Saved entries:
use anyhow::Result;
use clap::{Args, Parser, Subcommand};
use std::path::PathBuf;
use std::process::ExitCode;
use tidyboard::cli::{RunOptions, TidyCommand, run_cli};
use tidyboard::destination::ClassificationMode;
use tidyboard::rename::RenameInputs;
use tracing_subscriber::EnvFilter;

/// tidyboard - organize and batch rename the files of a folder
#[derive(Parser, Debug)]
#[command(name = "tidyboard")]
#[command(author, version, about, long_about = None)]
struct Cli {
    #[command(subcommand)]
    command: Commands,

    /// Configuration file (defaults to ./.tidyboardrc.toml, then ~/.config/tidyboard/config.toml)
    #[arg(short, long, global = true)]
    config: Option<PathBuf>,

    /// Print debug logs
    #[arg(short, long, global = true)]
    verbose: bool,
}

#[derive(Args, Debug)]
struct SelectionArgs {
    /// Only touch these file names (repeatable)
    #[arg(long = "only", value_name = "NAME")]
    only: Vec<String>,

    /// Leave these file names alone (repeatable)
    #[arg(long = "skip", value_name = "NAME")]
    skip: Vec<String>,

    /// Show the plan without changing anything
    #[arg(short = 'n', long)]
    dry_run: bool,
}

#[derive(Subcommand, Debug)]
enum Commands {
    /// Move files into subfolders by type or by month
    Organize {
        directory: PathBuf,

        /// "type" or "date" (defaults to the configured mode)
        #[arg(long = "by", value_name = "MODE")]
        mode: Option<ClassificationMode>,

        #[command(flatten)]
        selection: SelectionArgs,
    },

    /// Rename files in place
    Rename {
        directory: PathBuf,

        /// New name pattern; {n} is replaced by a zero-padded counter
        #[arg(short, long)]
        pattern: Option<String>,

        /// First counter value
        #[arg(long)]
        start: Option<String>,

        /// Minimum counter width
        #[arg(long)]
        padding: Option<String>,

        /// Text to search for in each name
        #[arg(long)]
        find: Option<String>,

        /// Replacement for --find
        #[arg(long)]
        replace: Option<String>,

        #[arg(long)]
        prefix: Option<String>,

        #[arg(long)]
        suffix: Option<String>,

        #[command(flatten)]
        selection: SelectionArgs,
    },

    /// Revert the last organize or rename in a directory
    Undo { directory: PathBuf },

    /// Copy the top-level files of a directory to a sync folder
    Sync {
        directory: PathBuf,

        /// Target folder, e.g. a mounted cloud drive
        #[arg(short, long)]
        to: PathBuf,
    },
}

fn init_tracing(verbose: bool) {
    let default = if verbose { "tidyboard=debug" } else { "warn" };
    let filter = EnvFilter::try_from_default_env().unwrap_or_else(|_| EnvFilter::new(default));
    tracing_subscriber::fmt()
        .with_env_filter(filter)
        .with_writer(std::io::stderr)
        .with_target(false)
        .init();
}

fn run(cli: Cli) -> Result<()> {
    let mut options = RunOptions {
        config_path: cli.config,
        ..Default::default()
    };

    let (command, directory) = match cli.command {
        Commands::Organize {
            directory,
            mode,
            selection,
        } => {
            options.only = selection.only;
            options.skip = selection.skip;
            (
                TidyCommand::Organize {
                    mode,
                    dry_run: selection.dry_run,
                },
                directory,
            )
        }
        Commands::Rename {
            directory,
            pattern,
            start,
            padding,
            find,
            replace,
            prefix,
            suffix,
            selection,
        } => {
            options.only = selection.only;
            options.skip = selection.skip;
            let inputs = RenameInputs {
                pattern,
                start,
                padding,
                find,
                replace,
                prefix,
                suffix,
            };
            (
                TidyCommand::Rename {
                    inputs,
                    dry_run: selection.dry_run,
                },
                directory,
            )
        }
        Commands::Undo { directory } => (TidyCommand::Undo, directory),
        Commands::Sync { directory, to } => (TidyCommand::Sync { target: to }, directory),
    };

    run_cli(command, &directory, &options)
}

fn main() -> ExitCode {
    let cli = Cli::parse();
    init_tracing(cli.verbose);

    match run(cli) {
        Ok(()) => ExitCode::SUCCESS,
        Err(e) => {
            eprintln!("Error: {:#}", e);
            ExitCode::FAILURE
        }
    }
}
* * *
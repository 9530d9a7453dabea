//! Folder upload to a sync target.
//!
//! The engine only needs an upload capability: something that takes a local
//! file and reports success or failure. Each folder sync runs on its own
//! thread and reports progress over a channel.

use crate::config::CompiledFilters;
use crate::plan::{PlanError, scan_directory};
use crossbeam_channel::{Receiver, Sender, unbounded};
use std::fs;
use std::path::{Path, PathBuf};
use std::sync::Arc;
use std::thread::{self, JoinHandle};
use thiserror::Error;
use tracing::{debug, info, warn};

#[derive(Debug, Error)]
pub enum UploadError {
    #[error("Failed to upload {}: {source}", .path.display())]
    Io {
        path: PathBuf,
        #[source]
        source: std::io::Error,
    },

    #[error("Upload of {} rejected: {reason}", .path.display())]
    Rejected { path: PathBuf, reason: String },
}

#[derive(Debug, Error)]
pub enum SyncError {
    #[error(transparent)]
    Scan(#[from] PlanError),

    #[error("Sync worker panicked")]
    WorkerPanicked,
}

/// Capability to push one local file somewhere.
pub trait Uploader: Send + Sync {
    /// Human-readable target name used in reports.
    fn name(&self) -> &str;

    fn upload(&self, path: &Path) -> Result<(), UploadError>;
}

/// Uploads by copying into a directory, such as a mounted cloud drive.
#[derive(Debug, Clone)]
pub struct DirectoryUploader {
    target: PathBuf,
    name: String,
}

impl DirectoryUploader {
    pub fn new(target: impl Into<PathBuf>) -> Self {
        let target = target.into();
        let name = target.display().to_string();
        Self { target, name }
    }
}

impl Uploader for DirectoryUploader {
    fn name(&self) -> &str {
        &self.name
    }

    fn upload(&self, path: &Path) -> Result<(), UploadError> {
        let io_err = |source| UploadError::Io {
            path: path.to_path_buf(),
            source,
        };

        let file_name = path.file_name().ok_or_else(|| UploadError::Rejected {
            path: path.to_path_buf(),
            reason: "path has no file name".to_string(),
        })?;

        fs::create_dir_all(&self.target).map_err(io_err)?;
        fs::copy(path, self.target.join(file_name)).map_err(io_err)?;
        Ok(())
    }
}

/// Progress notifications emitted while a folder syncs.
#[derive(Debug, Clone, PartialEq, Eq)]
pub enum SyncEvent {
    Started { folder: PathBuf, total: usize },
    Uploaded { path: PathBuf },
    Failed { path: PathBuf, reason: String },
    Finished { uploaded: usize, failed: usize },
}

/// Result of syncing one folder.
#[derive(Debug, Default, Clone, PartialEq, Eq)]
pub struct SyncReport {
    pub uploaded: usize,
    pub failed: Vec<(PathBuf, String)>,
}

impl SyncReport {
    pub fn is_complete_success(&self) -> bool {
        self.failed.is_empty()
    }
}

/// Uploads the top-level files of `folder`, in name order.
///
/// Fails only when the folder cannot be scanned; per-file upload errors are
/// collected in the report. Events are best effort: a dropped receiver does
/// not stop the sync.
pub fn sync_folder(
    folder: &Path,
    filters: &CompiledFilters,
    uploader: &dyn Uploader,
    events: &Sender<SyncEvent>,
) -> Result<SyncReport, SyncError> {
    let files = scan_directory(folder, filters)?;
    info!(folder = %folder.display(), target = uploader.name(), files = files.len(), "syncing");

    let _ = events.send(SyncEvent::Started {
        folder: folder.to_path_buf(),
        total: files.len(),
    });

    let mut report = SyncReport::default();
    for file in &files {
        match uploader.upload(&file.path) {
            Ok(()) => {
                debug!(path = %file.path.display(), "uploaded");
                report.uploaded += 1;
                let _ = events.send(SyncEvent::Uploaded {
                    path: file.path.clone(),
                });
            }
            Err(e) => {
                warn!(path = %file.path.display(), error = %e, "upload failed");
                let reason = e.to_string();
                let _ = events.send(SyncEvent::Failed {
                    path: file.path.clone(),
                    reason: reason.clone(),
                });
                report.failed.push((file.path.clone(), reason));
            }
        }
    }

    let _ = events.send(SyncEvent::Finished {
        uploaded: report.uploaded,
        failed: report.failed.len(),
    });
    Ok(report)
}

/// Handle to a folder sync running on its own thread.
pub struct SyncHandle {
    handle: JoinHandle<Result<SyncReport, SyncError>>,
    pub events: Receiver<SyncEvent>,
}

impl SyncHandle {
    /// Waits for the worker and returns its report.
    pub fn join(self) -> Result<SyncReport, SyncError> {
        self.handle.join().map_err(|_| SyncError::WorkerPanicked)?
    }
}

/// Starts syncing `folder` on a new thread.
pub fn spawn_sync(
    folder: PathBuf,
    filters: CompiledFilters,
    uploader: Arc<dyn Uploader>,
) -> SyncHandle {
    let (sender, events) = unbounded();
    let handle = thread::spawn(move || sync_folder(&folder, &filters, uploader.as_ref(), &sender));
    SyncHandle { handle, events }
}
==
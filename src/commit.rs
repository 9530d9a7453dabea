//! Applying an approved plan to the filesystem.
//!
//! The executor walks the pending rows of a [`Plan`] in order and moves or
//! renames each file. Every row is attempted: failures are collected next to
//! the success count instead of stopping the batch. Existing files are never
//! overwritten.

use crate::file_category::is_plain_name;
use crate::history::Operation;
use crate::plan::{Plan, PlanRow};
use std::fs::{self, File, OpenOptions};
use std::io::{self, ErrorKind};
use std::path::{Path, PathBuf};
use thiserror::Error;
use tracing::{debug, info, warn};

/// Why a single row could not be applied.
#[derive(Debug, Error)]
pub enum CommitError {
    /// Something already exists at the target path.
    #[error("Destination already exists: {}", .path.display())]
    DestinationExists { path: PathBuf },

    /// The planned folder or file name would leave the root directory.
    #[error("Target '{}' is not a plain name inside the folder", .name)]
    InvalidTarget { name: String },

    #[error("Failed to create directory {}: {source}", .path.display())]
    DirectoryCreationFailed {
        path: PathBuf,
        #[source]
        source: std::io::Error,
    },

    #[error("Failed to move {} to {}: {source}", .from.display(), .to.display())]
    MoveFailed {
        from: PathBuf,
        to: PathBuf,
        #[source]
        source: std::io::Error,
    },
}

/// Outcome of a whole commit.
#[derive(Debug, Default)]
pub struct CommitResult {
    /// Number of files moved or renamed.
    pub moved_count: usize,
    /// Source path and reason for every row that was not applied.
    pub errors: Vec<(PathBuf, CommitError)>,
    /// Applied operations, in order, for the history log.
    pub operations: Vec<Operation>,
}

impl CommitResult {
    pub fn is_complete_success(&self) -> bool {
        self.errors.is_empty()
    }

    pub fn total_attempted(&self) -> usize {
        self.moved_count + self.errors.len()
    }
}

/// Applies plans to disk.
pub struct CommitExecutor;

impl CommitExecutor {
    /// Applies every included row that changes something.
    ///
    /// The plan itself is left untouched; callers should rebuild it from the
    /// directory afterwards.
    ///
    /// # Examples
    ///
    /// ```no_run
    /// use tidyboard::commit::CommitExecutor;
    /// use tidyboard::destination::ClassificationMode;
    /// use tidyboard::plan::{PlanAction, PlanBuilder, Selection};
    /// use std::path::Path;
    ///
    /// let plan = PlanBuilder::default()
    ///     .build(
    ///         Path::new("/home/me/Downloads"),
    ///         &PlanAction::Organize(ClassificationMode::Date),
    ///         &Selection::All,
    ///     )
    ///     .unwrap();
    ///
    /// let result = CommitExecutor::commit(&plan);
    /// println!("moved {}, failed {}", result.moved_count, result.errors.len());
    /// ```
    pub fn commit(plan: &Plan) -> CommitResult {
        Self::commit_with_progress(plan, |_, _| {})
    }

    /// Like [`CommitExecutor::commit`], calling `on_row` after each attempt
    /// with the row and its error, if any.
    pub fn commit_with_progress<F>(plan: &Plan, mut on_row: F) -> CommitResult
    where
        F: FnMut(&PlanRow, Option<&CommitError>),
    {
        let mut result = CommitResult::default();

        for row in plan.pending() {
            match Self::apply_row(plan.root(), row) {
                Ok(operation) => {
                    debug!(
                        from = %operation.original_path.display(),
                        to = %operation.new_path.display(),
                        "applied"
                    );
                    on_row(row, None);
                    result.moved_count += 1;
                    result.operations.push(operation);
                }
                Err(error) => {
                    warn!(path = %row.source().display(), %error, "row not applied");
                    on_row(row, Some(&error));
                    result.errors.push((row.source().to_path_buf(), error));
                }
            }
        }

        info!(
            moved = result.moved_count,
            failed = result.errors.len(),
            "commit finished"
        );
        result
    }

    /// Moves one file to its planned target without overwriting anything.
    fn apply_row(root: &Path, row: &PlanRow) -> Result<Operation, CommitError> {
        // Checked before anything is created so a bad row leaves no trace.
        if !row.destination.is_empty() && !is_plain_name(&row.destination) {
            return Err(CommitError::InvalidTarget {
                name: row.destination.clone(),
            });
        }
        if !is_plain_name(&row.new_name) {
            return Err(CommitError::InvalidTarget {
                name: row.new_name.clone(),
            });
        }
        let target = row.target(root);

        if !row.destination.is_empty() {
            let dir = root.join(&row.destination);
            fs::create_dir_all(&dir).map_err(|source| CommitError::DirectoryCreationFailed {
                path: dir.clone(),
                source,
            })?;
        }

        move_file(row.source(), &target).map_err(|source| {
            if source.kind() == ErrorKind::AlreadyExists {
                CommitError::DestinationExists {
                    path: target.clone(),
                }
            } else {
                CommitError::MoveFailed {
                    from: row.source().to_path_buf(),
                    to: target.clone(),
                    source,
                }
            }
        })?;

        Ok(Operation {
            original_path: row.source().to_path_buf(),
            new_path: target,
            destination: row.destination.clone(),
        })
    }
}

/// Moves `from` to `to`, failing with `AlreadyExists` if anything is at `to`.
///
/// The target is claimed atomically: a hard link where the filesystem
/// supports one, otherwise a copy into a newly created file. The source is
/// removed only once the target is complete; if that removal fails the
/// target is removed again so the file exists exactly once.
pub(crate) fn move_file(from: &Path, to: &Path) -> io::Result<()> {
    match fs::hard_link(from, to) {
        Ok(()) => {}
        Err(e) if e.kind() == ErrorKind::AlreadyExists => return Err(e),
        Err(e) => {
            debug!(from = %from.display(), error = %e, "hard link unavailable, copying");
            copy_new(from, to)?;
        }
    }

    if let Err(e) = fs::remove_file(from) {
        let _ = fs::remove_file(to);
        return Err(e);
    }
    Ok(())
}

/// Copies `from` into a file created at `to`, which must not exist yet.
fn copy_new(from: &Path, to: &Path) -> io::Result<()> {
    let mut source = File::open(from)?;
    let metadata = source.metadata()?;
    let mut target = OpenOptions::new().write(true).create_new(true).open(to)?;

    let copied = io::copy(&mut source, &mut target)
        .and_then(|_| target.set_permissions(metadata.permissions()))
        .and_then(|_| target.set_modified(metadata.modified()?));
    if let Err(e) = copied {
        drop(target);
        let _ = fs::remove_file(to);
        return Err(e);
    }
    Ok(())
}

Problem description: Each line above with the word "PlanRow" must be returned.

Written response:
use crate::plan::{Plan, PlanRow};
        F: FnMut(&PlanRow, Option<&CommitError>),
    fn apply_row(root: &Path, row: &PlanRow) -> Result<Operation, CommitError> {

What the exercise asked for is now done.